本项目的人脸识别是基于业内领先的C++开源库 dlib中的深度学习模型,用Labeled Faces in the Wild人脸数据集进行测试,有高达99.38%的准确率。
安装
熟悉python的直接GitHub上搜索,安装即可
基本使用
git clone https://github.com/ageitgey/face_recognition.git
把源码examples下载下来,有一个demo是从视频里面读取通过cv2,然后输出一个标注好的视频。
import face_recognition
import cv2
# This is a demo of running face recognition on a video file and saving the results to a new video file.
#
# PLEASE NOTE: This example requires OpenCV (the `cv2` library) to be installed only to read from your webcam.
# OpenCV is *not* required to use the face_recognition library. It's only required if you want to run this
# specific demo.
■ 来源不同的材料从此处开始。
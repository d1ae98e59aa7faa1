use anyhow::{Result, anyhow};
use candle_core::{Device, Tensor};
use tokenizers::Tokenizer;

/// Encode one text into `[1, T]` id and mask tensors, truncated to `max_len`.
pub fn tokenize_on_device(tokenizer: &Tokenizer, text: &str, max_len: usize, device: &Device) -> Result<(Tensor, Tensor)> {
    let enc = tokenizer.encode(text, true).map_err(|e| anyhow!("Tokenization failed: {}", e))?;
    let mut ids = enc.get_ids().to_vec();
    let mut mask = enc.get_attention_mask().to_vec();
    if ids.len() > max_len { ids.truncate(max_len); mask.truncate(max_len); }
    let len = ids.len();
    let input_ids = Tensor::from_iter(ids, device)?.reshape((1, len))?;
    let attention_mask = Tensor::from_iter(mask, device)?.reshape((1, len))?;
    Ok((input_ids, attention_mask))
}
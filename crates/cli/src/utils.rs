use anyhow::{Context, Result};
use indicatif::{ProgressBar, ProgressStyle};
use metapop_sim::connectivity::LinearModel;
use metapop_sim::simulation::{ExperimentConfig, IntroductionPlan};
use std::path::{Path, PathBuf};
use std::sync::Arc;

use crate::args::HabitatArgs;

pub fn load_habitat(habitat: &HabitatArgs) -> Result<Arc<LinearModel>> {
    let model = LinearModel::from_json_files(&habitat.connectivity, &habitat.mask)
        .context("Failed to build the connectivity model")?;
    Ok(Arc::new(model))
}

/// Read the region labels, or give every patch its own region.
pub fn load_plan(labels: Option<&PathBuf>, patches: usize) -> Result<IntroductionPlan> {
    match labels {
        Some(path) => IntroductionPlan::from_json_file(path)
            .with_context(|| format!("Failed to read introduction labels from {}", path.display())),
        None => Ok(IntroductionPlan::per_patch(patches)),
    }
}

/// Metadata stored next to the results of an experiment.
pub fn experiment_metadata(
    habitat: &HabitatArgs,
    labels: Option<&PathBuf>,
    experiment: &ExperimentConfig,
) -> Result<Vec<(&'static str, String)>> {
    let mut metadata = vec![
        ("connectivity_path", path_string(&habitat.connectivity)),
        ("mask_path", path_string(&habitat.mask)),
        (
            ExperimentConfig::METADATA_KEY,
            experiment
                .to_json()
                .context("Failed to serialize experiment configuration")?,
        ),
    ];
    if let Some(labels) = labels {
        metadata.push(("labels_path", path_string(labels)));
    }
    Ok(metadata)
}

fn path_string(path: &Path) -> String {
    path.to_string_lossy().into_owned()
}

pub fn progress_bar(len: u64, show: bool) -> Result<ProgressBar> {
    if !show {
        return Ok(ProgressBar::hidden());
    }
    let pb = ProgressBar::new(len);
    pb.set_style(
        ProgressStyle::default_bar()
            .template(
                "{spinner:.green} [{elapsed_precise}] [{bar:40.cyan/blue}] {pos}/{len} ({eta}) {msg}",
            )?
            .progress_chars("#>-"),
    );
    Ok(pb)
}
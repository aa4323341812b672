use super::ZSTD_LEVEL;
use crate::error::CodecError;
use crate::strategies::Unpacked;
use crate::traits::Codec;

/// Strategy: [`Unpacked`] layout compressed with Zstd.
///
/// Occupancy matrices are dominated by zeros and small repeated counts, so
/// even a fast compression level shrinks them considerably.
pub struct UnpackedZ;

impl Codec for UnpackedZ {
    fn encode(&self, values: &[u32]) -> Result<Vec<u8>, CodecError> {
        let raw = Unpacked.encode(values)?;
        zstd::bulk::compress(&raw, ZSTD_LEVEL)
            .map_err(|e| CodecError::Encode(format!("Zstd compression failed: {e}")))
    }

    fn decode(&self, data: &[u8]) -> Result<Vec<u32>, CodecError> {
        let raw = zstd::stream::decode_all(std::io::Cursor::new(data))
            .map_err(|e| CodecError::Decode(format!("Zstd decompression failed: {e}")))?;
        Unpacked.decode(&raw)
    }
}

#[cfg(test)]
mod tests {
    use super::*;

    #[test]
    fn test_compresses_mostly_zero_buffer() {
        let mut values = vec![0u32; 10_000];
        values[17] = 1;
        values[9_000] = 3;
        let encoded = UnpackedZ.encode(&values).unwrap();
        assert!(encoded.len() < values.len());
        assert_eq!(UnpackedZ.decode(&encoded).unwrap(), values);
    }

    #[test]
    fn test_garbage_fails_to_decode() {
        assert!(UnpackedZ.decode(&[1, 2, 3, 4, 5]).is_err());
    }
}
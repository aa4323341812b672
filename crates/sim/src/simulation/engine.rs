//! Simulation driver.
//!
//! Each generation runs two parallel phases separated by a hard barrier:
//! dispersal, partitioned by lineage, fills the settlement tally; settlement,
//! partitioned by patch, turns the tally into the next occupancy matrix.
//! Every partition draws from its own Xoshiro256++ stream seeded from the
//! driver's master generator, so a run is reproducible for a given seed and
//! partition count.

use crate::connectivity::LinearModel;
use crate::dynamics::{arbitrate_settlement, partition, project_dispersal, split_ranges_mut, WorkerPool};
use crate::errors::{InitializationError, SimulationError};
use crate::simulation::{
    initialize, IntroductionPlan, LineageLayout, OccupancyMatrix, Population, RunConfig,
    SettlementTally, Snapshot, SnapshotSink,
};
use crate::storage::QueryBuilder;
use rand::{Rng, SeedableRng};
use rand_xoshiro::Xoshiro256PlusPlus;
use rayon::prelude::*;
use serde::{Deserialize, Serialize};
use std::ops::Range;
use std::sync::Arc;

/// Lifecycle of a run.
#[derive(Debug, Clone, Copy, PartialEq, Eq, Hash, Serialize, Deserialize)]
pub enum RunState {
    Initializing,
    Running,
    /// Reached the generation horizon.
    Completed,
    /// Every introduced lineage died out before the horizon.
    ExtinctEarly,
}

impl RunState {
    pub fn is_terminal(&self) -> bool {
        matches!(self, Self::Completed | Self::ExtinctEarly)
    }
}

impl std::fmt::Display for RunState {
    fn fmt(&self, f: &mut std::fmt::Formatter<'_>) -> std::fmt::Result {
        match self {
            Self::Initializing => write!(f, "initializing"),
            Self::Running => write!(f, "running"),
            Self::Completed => write!(f, "completed"),
            Self::ExtinctEarly => write!(f, "extinct_early"),
        }
    }
}

impl std::str::FromStr for RunState {
    type Err = String;

    fn from_str(s: &str) -> Result<Self, Self::Err> {
        match s {
            "initializing" => Ok(Self::Initializing),
            "running" => Ok(Self::Running),
            "completed" => Ok(Self::Completed),
            "extinct_early" => Ok(Self::ExtinctEarly),
            _ => Err(format!("Unknown run state: {s}")),
        }
    }
}

/// Summary of one generation.
#[derive(Debug, Clone, PartialEq, Eq)]
pub struct StepReport {
    /// Generations completed so far.
    pub generation: usize,
    pub state: RunState,
    /// Lineages with non-zero global occupancy.
    pub occupied_lineages: usize,
    /// Introduced lineages still present somewhere.
    pub introduced_alive: usize,
}

/// Result of a finished run.
#[derive(Debug, Clone, PartialEq, Eq, Serialize, Deserialize)]
pub struct RunOutcome {
    pub status: RunState,
    /// Generations completed.
    pub generations: usize,
    /// Generation at which the last introduced lineage vanished.
    pub extinction_generation: Option<usize>,
    /// Final global occupancy of every lineage.
    pub lineage_totals: Vec<u64>,
}

/// Main simulation engine.
#[derive(Debug)]
pub struct Simulation {
    model: Arc<LinearModel>,
    config: RunConfig,
    layout: LineageLayout,
    /// Fecundity per lineage column.
    fecundity: Vec<f64>,
    population: Population,
    /// Scratch buffer for the next generation, swapped in each step.
    next: OccupancyMatrix,
    tally: SettlementTally,
    pool: WorkerPool,
    lineage_ranges: Vec<Range<usize>>,
    patch_ranges: Vec<Range<usize>>,
    seed: u64,
    /// Master generator; only used to seed partition streams.
    rng: Xoshiro256PlusPlus,
    state: RunState,
    extinction_generation: Option<usize>,
}

impl Simulation {
    /// Set up a run of `plan` on `model`.
    ///
    /// Fails on invalid parameters, on a plan that does not match the
    /// habitat, or when the state buffers cannot be allocated.
    pub fn new(
        model: Arc<LinearModel>,
        plan: &IntroductionPlan,
        config: RunConfig,
    ) -> Result<Self, SimulationError> {
        config.validate()?;

        let seed = config.seed.unwrap_or_else(|| rand::rng().random());
        let mut rng = Xoshiro256PlusPlus::seed_from_u64(seed);

        let (occupancy, layout) =
            initialize(&model, plan, config.introduction, config.capacity, &mut rng)?;
        if layout.introduced() == 0 {
            return Err(InitializationError::Validation(
                "introduction plan assigns no patch to any region".into(),
            )
            .into());
        }

        let mut sim = Self::from_parts(
            model,
            config,
            layout,
            Population::new(occupancy),
            seed,
            rng,
        )?;
        sim.state = RunState::Running;
        tracing::info!(
            seed,
            patches = sim.model.patch_count(),
            lineages = sim.layout.lineages(),
            workers = sim.pool.workers(),
            partitions = sim.partitions(),
            "Simulation initialized"
        );
        Ok(sim)
    }

    fn from_parts(
        model: Arc<LinearModel>,
        config: RunConfig,
        layout: LineageLayout,
        population: Population,
        seed: u64,
        rng: Xoshiro256PlusPlus,
    ) -> Result<Self, SimulationError> {
        let domain = model.len();
        let lineages = layout.lineages();
        let next = OccupancyMatrix::zeros(domain, lineages)?;
        let tally = SettlementTally::zeros(domain, lineages)?;

        let pool = WorkerPool::from_workers(config.workers)?;
        let parts = config.partition_count(pool.workers());

        let mut fecundity = vec![config.fecundity; lineages];
        if let Some(filler) = layout.filler() {
            fecundity[filler] = config.filler_fecundity();
        }

        Ok(Self {
            model,
            layout,
            fecundity,
            population,
            next,
            tally,
            pool,
            lineage_ranges: partition(lineages, parts),
            patch_ranges: partition(domain, parts),
            seed,
            rng,
            state: RunState::Initializing,
            extinction_generation: None,
            config,
        })
    }

    /// Resume run `run_id` from its latest recorded snapshot.
    ///
    /// Continuing the returned simulation reproduces the uninterrupted run
    /// exactly, provided the partition count is unchanged.
    pub fn from_checkpoint(
        model: Arc<LinearModel>,
        query: &QueryBuilder,
        run_id: i64,
    ) -> Result<Self, SimulationError> {
        let run = query
            .get_run(run_id)?
            .ok_or_else(|| SimulationError::Checkpoint(format!("unknown run {run_id}")))?;
        let snapshot = query.get_latest_snapshot(run_id)?.ok_or_else(|| {
            SimulationError::Checkpoint(format!("run {run_id} has no recorded snapshot"))
        })?;

        if snapshot.patches != model.len() {
            return Err(SimulationError::Checkpoint(format!(
                "snapshot covers {} patches but the habitat has {}",
                snapshot.patches,
                model.len()
            )));
        }
        if snapshot.lineages != run.layout.lineages() {
            return Err(SimulationError::Checkpoint(format!(
                "snapshot holds {} lineages but the run layout has {}",
                snapshot.lineages,
                run.layout.lineages()
            )));
        }
        let rng_state = snapshot.rng_state.as_deref().ok_or_else(|| {
            SimulationError::Checkpoint(format!(
                "snapshot at generation {} has no RNG state",
                snapshot.generation
            ))
        })?;
        let rng: Xoshiro256PlusPlus = bincode::deserialize(rng_state)
            .map_err(|e| SimulationError::Checkpoint(format!("failed to restore RNG state: {e}")))?;

        let occupancy = snapshot.occupancy()?;
        occupancy.check_capacity(run.config.capacity, model.sink())?;
        let population = Population::at_generation(occupancy, snapshot.generation);

        let mut sim = Self::from_parts(model, run.config, run.layout, population, run.seed, rng)?;
        sim.state = RunState::Running;
        sim.evaluate_termination();

        tracing::info!(
            run_id,
            generation = sim.generation(),
            state = %sim.state,
            "Resumed simulation from checkpoint"
        );
        Ok(sim)
    }

    pub fn model(&self) -> &LinearModel {
        &self.model
    }

    pub fn config(&self) -> &RunConfig {
        &self.config
    }

    pub fn layout(&self) -> &LineageLayout {
        &self.layout
    }

    pub fn population(&self) -> &Population {
        &self.population
    }

    /// Get the current generation number.
    pub fn generation(&self) -> usize {
        self.population.generation()
    }

    pub fn state(&self) -> RunState {
        self.state
    }

    /// Master seed actually used, whether configured or drawn.
    pub fn seed(&self) -> u64 {
        self.seed
    }

    pub fn workers(&self) -> usize {
        self.pool.workers()
    }

    pub fn partitions(&self) -> usize {
        self.patch_ranges.len()
    }

    /// Serialized master RNG for checkpointing.
    pub fn rng_state_bytes(&self) -> Result<Vec<u8>, SimulationError> {
        bincode::serialize(&self.rng)
            .map_err(|e| SimulationError::Checkpoint(format!("failed to serialize RNG state: {e}")))
    }

    /// Advance the simulation by one generation.
    pub fn step(&mut self) -> Result<StepReport, SimulationError> {
        if self.state.is_terminal() {
            return Err(SimulationError::Finished(self.state));
        }
        self.state = RunState::Running;

        let parts = self.partitions();
        let dispersal_seeds: Vec<u64> = (0..parts).map(|_| self.rng.random()).collect();
        let settlement_seeds: Vec<u64> = (0..parts).map(|_| self.rng.random()).collect();
        let totals = self.population.occupancy().lineage_totals();

        // Dispersal: one lineage range per partition.
        self.tally.clear();
        {
            let model = &*self.model;
            let occupancy = self.population.occupancy();
            let fecundity = &self.fecundity;
            let totals = &totals;
            let ranges = &self.lineage_ranges;
            let chunks = split_ranges_mut(self.tally.as_mut_slice(), ranges, model.len());
            self.pool.install(|| {
                chunks
                    .into_par_iter()
                    .zip(ranges.par_iter())
                    .zip(dispersal_seeds.par_iter())
                    .for_each(|((chunk, range), &seed)| {
                        let mut rng = Xoshiro256PlusPlus::seed_from_u64(seed);
                        project_dispersal(
                            model,
                            occupancy,
                            fecundity,
                            totals,
                            range.clone(),
                            chunk,
                            &mut rng,
                        );
                    });
            });
        }

        // Settlement: one patch range per partition.
        self.next.clear();
        {
            let tally = &self.tally;
            let capacity = self.config.capacity;
            let sink = self.model.sink();
            let ranges = &self.patch_ranges;
            let chunks = split_ranges_mut(self.next.as_mut_slice(), ranges, tally.lineages());
            self.pool.install(|| {
                chunks
                    .into_par_iter()
                    .zip(ranges.par_iter())
                    .zip(settlement_seeds.par_iter())
                    .for_each(|((chunk, range), &seed)| {
                        let mut rng = Xoshiro256PlusPlus::seed_from_u64(seed);
                        arbitrate_settlement(tally, capacity, sink, range.clone(), chunk, &mut rng);
                    });
            });
        }

        self.next
            .check_capacity(self.config.capacity, self.model.sink())?;
        self.population.advance(&mut self.next);

        let totals = self.population.occupancy().lineage_totals();
        let introduced_alive = totals[..self.layout.introduced()]
            .iter()
            .filter(|&&t| t > 0)
            .count();
        let occupied_lineages = totals.iter().filter(|&&t| t > 0).count();
        self.evaluate_termination();

        tracing::debug!(
            generation = self.generation(),
            occupied_lineages,
            introduced_alive,
            "Generation complete"
        );

        Ok(StepReport {
            generation: self.generation(),
            state: self.state,
            occupied_lineages,
            introduced_alive,
        })
    }

    fn evaluate_termination(&mut self) {
        let introduced = self.layout.introduced();
        let alive = self
            .population
            .occupancy()
            .lineage_totals()
            .iter()
            .take(introduced)
            .any(|&t| t > 0);

        if !alive {
            self.state = RunState::ExtinctEarly;
            self.extinction_generation = Some(self.generation());
            tracing::info!(generation = self.generation(), "All introduced lineages extinct");
        } else if self.generation() >= self.config.generations {
            self.state = RunState::Completed;
        }
    }

    /// Run until the horizon or early extinction, emitting snapshots to
    /// `sink`.
    pub fn run(&mut self, sink: &mut dyn SnapshotSink) -> Result<RunOutcome, SimulationError> {
        self.run_with(sink, |_| {})
    }

    /// Like [`run`](Self::run), calling `on_step` after every generation.
    pub fn run_with<F>(
        &mut self,
        sink: &mut dyn SnapshotSink,
        mut on_step: F,
    ) -> Result<RunOutcome, SimulationError>
    where
        F: FnMut(&StepReport),
    {
        if self.generation() == 0 && self.config.recording.should_record(0) {
            self.emit(sink);
        }

        while !self.state.is_terminal() {
            let report = self.step()?;
            let record = match report.state {
                RunState::Completed => true,
                RunState::ExtinctEarly => false,
                _ => self.config.recording.should_record(report.generation),
            };
            if record {
                self.emit(sink);
            }
            on_step(&report);
        }

        let outcome = self.outcome();
        if let Err(e) = sink.finish(&outcome) {
            tracing::warn!(error = %e, "Failed to record run outcome");
        }
        tracing::info!(
            status = %outcome.status,
            generations = outcome.generations,
            "Run finished"
        );
        Ok(outcome)
    }

    fn emit(&self, sink: &mut dyn SnapshotSink) {
        let rng_state = match self.rng_state_bytes() {
            Ok(bytes) => bytes,
            Err(e) => {
                tracing::warn!(generation = self.generation(), error = %e, "Skipping snapshot");
                return;
            }
        };
        let snapshot = Snapshot {
            generation: self.generation(),
            occupancy: self.population.occupancy(),
            rng_state: &rng_state,
        };
        if let Err(e) = sink.record(&snapshot) {
            tracing::warn!(generation = self.generation(), error = %e, "Failed to record snapshot");
        }
    }

    /// Outcome of the run as it stands.
    pub fn outcome(&self) -> RunOutcome {
        RunOutcome {
            status: self.state,
            generations: self.generation(),
            extinction_generation: self.extinction_generation,
            lineage_totals: self.population.occupancy().lineage_totals(),
        }
    }
}
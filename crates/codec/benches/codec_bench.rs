use criterion::{criterion_group, criterion_main, BenchmarkId, Criterion, Throughput};
use metapop_codec::{Codec, SparseZ, Unpacked, UnpackedZ};
use rand::Rng;
use std::hint::black_box;

/// A patches x lineages matrix where each patch holds one lineage at capacity.
fn occupancy(patches: usize, lineages: usize, capacity: u32) -> Vec<u32> {
    let mut rng = rand::rng();
    let mut values = vec![0u32; patches * lineages];
    for p in 0..patches {
        let l = rng.random_range(0..lineages);
        values[p * lineages + l] = capacity;
    }
    values
}

fn bench_codecs(c: &mut Criterion) {
    let strategies: Vec<(&str, Box<dyn Codec>)> = vec![
        ("Unpacked", Box::new(Unpacked)),
        ("UnpackedZ", Box::new(UnpackedZ)),
        ("SparseZ", Box::new(SparseZ)),
    ];

    let shapes = vec![("Small", 1_000, 10), ("Medium", 10_000, 100), ("Wide", 5_000, 1_000)];

    for (shape_name, patches, lineages) in shapes {
        let input = occupancy(patches, lineages, 1);
        for (name, codec) in &strategies {
            let size = codec.encode(&input).map(|e| e.len()).unwrap_or(0);
            eprintln!("{shape_name} {name}: {size} bytes");
        }

        let mut group_encode = c.benchmark_group(format!("Encode_{shape_name}"));
        group_encode.throughput(Throughput::Bytes((input.len() * 4) as u64));
        for (name, codec) in &strategies {
            group_encode.bench_with_input(BenchmarkId::from_parameter(name), &input, |b, i| {
                b.iter(|| codec.encode(black_box(i)).unwrap())
            });
        }
        group_encode.finish();

        let mut group_decode = c.benchmark_group(format!("Decode_{shape_name}"));
        group_decode.throughput(Throughput::Bytes((input.len() * 4) as u64));
        for (name, codec) in &strategies {
            let encoded = codec.encode(&input).unwrap();
            group_decode.bench_with_input(BenchmarkId::from_parameter(name), &encoded, |b, e| {
                b.iter(|| codec.decode(black_box(e)).unwrap())
            });
        }
        group_decode.finish();
    }
}

criterion_group!(benches, bench_codecs);
criterion_main!(benches);
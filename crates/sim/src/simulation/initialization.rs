//! Initial conditions: which lineage starts where.
//!
//! Each patch of the habitat carries an optional region label. Every
//! distinct label becomes one introduced lineage; patches left unassigned,
//! and any capacity the introduced lineages do not use, are occupied by a
//! single filler lineage.

use crate::connectivity::LinearModel;
use crate::errors::{InitializationError, SimulationError};
use crate::simulation::{Introduction, OccupancyMatrix};
use rand::seq::SliceRandom;
use rand::Rng;
use serde::{Deserialize, Serialize};
use std::collections::BTreeMap;
use std::fs;
use std::path::Path;

/// Region label of every non-sink patch, in linear index order.
#[derive(Debug, Clone, PartialEq, Eq)]
pub struct IntroductionPlan {
    labels: Vec<Option<usize>>,
}

impl IntroductionPlan {
    pub fn new(labels: Vec<Option<usize>>) -> Self {
        Self { labels }
    }

    /// Convert raw labels, where any negative value marks an unassigned patch.
    pub fn from_raw(raw: &[i64]) -> Self {
        Self::new(
            raw.iter()
                .map(|&label| usize::try_from(label).ok())
                .collect(),
        )
    }

    /// Read a JSON array of integer labels.
    pub fn from_json_file(path: impl AsRef<Path>) -> Result<Self, InitializationError> {
        let text = fs::read_to_string(path)?;
        let raw: Vec<i64> = serde_json::from_str(&text)?;
        Ok(Self::from_raw(&raw))
    }

    /// Every patch in region 0: one introduced lineage covering the habitat.
    pub fn uniform(patches: usize) -> Self {
        Self::new(vec![Some(0); patches])
    }

    /// One lineage per patch, labelled by its index.
    pub fn per_patch(patches: usize) -> Self {
        Self::new((0..patches).map(Some).collect())
    }

    /// Keep only `region`; every other patch becomes unassigned.
    pub fn single_region(&self, region: usize) -> Self {
        Self::new(
            self.labels
                .iter()
                .map(|&label| label.filter(|&l| l == region))
                .collect(),
        )
    }

    pub fn len(&self) -> usize {
        self.labels.len()
    }

    pub fn is_empty(&self) -> bool {
        self.labels.is_empty()
    }

    pub fn labels(&self) -> &[Option<usize>] {
        &self.labels
    }

    /// Distinct region labels in ascending order.
    pub fn regions(&self) -> Vec<usize> {
        let mut regions: Vec<usize> = self.labels.iter().flatten().copied().collect();
        regions.sort_unstable();
        regions.dedup();
        regions
    }

    /// Patches belonging to `region`.
    pub fn patches_of(&self, region: usize) -> Vec<usize> {
        self.labels
            .iter()
            .enumerate()
            .filter(|&(_, &label)| label == Some(region))
            .map(|(patch, _)| patch)
            .collect()
    }

    pub fn has_unassigned(&self) -> bool {
        self.labels.iter().any(Option::is_none)
    }
}

/// Mapping from lineage columns to what they represent.
///
/// Lineages `0..introduced()` are the regions in ascending label order;
/// the filler, if any, is the last column.
#[derive(Debug, Clone, PartialEq, Eq, Serialize, Deserialize)]
pub struct LineageLayout {
    regions: Vec<usize>,
    filler: bool,
}

impl LineageLayout {
    pub fn new(regions: Vec<usize>, filler: bool) -> Self {
        Self { regions, filler }
    }

    /// Total number of lineage columns.
    pub fn lineages(&self) -> usize {
        self.regions.len() + usize::from(self.filler)
    }

    /// Number of introduced (non-filler) lineages.
    pub fn introduced(&self) -> usize {
        self.regions.len()
    }

    pub fn filler(&self) -> Option<usize> {
        self.filler.then_some(self.regions.len())
    }

    /// Region label of an introduced lineage.
    pub fn region_of(&self, lineage: usize) -> Option<usize> {
        self.regions.get(lineage).copied()
    }

    pub fn regions(&self) -> &[usize] {
        &self.regions
    }
}

/// Build the starting occupancy for `plan` on `model`.
///
/// Every non-sink patch starts at exactly `capacity`; this is checked before
/// returning.
pub fn initialize<R: Rng + ?Sized>(
    model: &LinearModel,
    plan: &IntroductionPlan,
    introduction: Introduction,
    capacity: u32,
    rng: &mut R,
) -> Result<(OccupancyMatrix, LineageLayout), SimulationError> {
    let patches = model.patch_count();
    if plan.len() != patches {
        return Err(InitializationError::LabelCount {
            expected: patches,
            found: plan.len(),
        }
        .into());
    }

    let regions = plan.regions();
    let filler = !introduction.fills_range() || plan.has_unassigned();
    let layout = LineageLayout::new(regions, filler);
    let lineage_of: BTreeMap<usize, usize> = layout
        .regions()
        .iter()
        .enumerate()
        .map(|(lineage, &region)| (region, lineage))
        .collect();

    let mut occupancy = OccupancyMatrix::zeros(model.len(), layout.lineages())?;

    match introduction {
        Introduction::FillRange => {
            for (patch, label) in plan.labels().iter().enumerate() {
                if let Some(&lineage) = label.and_then(|l| lineage_of.get(&l)) {
                    occupancy.set(patch, lineage, capacity);
                }
            }
        }
        Introduction::Count(n) => {
            for (&region, &lineage) in &lineage_of {
                let mut slots: Vec<usize> = plan
                    .patches_of(region)
                    .into_iter()
                    .flat_map(|patch| std::iter::repeat(patch).take(capacity as usize))
                    .collect();
                slots.shuffle(rng);

                if n as usize > slots.len() {
                    tracing::warn!(
                        region,
                        requested = n,
                        available = slots.len(),
                        "Region saturated; introducing fewer individuals"
                    );
                }
                for &patch in slots.iter().take(n as usize) {
                    occupancy.add(patch, lineage, 1);
                }
            }
        }
    }

    if let Some(filler) = layout.filler() {
        for patch in 0..patches {
            let total = occupancy.patch_total(patch);
            if total < u64::from(capacity) {
                occupancy.add(patch, filler, capacity - total as u32);
            }
        }
    }

    for patch in 0..patches {
        let total = occupancy.patch_total(patch);
        if total != u64::from(capacity) {
            return Err(InitializationError::NotAtCapacity {
                patch,
                total,
                capacity,
            }
            .into());
        }
    }
    occupancy.check_capacity(capacity, model.sink())?;

    tracing::info!(
        patches,
        introduced = layout.introduced(),
        filler = filler,
        %introduction,
        "Initialized population"
    );

    Ok((occupancy, layout))
}
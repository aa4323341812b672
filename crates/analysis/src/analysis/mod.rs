//! Analysis tools for recorded metapopulation runs.
//!
//! - Survivor origins: presence and spatial spread of each introduced
//!   lineage at a chosen generation, across replicates
//! - Persistence summaries for the two-lineage experiment
//! - Per-run trajectories of lineage totals

pub mod persistence;
pub mod survivors;
pub mod temporal;
pub mod utils;

pub use persistence::{persistence_summary, RegionPersistenceSummary};
pub use survivors::{survivor_origins, LineageKey, LineageSurvival, SurvivorSummary};
pub use temporal::{lineage_trajectory, TrajectoryPoint};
If you have trouble installing it, try any of the other demos that don't require it instead.
# Open the input movie file
input_movie = cv2.VideoCapture("hamilton_clip.mp4")
length = int(input_movie.get(cv2.CAP_PROP_FRAME_COUNT))
# Create an output movie file (make sure resolution/frame rate matches input video!)
fourcc = cv2.VideoWriter_fourcc(*'XVID')
output_movie = cv2.VideoWriter('output.avi', fourcc, 29.97, (640, 360))
# Load some sample pictures and learn how to recognize them.
lmm_image = face_recognition.load_image_file("lin-manuel-miranda.png")
lmm_face_encoding = face_recognition.face_encodings(lmm_image)[0]
al_image = face_recognition.load_image_file("alex-lacamoire.png")
al_face_encoding = face_recognition.face_encodings(al_image)[0]
known_faces = [
lmm_face_encoding,
al_face_encoding
]
# Initialize some variables
face_locations = []
face_encodings = []
face_names = []
frame_number = 0
while True:
# Grab a single frame of video
ret, frame = input_movie.read()
frame_number += 1
# Quit when the input video file ends
if not ret:
break
# Convert the image from BGR color (which OpenCV uses) to RGB color (which face_recognition uses)
rgb_frame = frame[:, :, ::-1]
# Find all the faces and face encodings in the current frame of video
face_locations = face_recognition.face_locations(rgb_frame)
face_encodings = face_recognition.face_encodings(rgb_frame, face_locations)
face_names = []
for face_encoding in face_encodings:
# See if the face is a match for the known face(s)
match = face_recognition.compare_faces(known_faces, face_encoding, tolerance=0.50)
# If you had more than 2 faces, you could make this logic a lot prettier
# but I kept it simple for the demo
name = None
if match[0]:
name = "Lin-Manuel Miranda"
elif match[1]:
name = "Alex Lacamoire"
face_names.append(name)
# Label the results
for (top, right, bottom, left), name in zip(face_locations, face_names):
if not name:
continue
# Draw a box around the face
cv2.rectangle(frame, (left, top), (right, bottom), (0, 0, 255), 2)
# Draw a label with a name below the face
cv2.rectangle(frame, (left, bottom - 25), (right, bottom), (0, 0, 255), cv2.FILLED)
font = cv2.FONT_HERSHEY_DUPLEX
cv2.putText(frame, name, (left + 6, bottom - 6), font, 0.5, (255, 255, 255), 1)
# Write the resulting image to the output video file
print("Writing frame {} / {}".format(frame_number, length))
output_movie.write(frame)
# All done!
input_movie.release()
cv2.destroyAllWindows()
先看官网的入门教程,再看这个。注意输出的视频格式要和输入的格式一样,建议视频帧数30。
再看一个标注图片的例子
import face_recognition
import cv2
import signal
image = face_recognition.load_image_file("/home/urb/documents/girl.jpg")
face_locations = face_recognition.face_locations(image)
print(face_locations)
a, b, c, d = face_locations[0]
image2 = cv2.imread("/home/urb/documents/girl2.jpg")
print(type(image2)) # 读取的数据是ndarry
image1=image2*1
image1[:,:,0]=image[:,:,2]
image1[:,:,2]=image[:,:,0]
cv2.rectangle(image1, (d, a), (b, c), (255, 0, 0), 2)
cv2.imshow("image2", image1)
signal.signal(signal.SIGINT, signal.SIG_DFL)
cv2.waitKey (0)
cv2.destroyAllWindows()
你要准备两张带人脸的一模一样的图片。
注意opencv的图片读取的格式还要变化一下才能给face_recognition使用。
执行之后就能看到人脸有个蓝色的框框。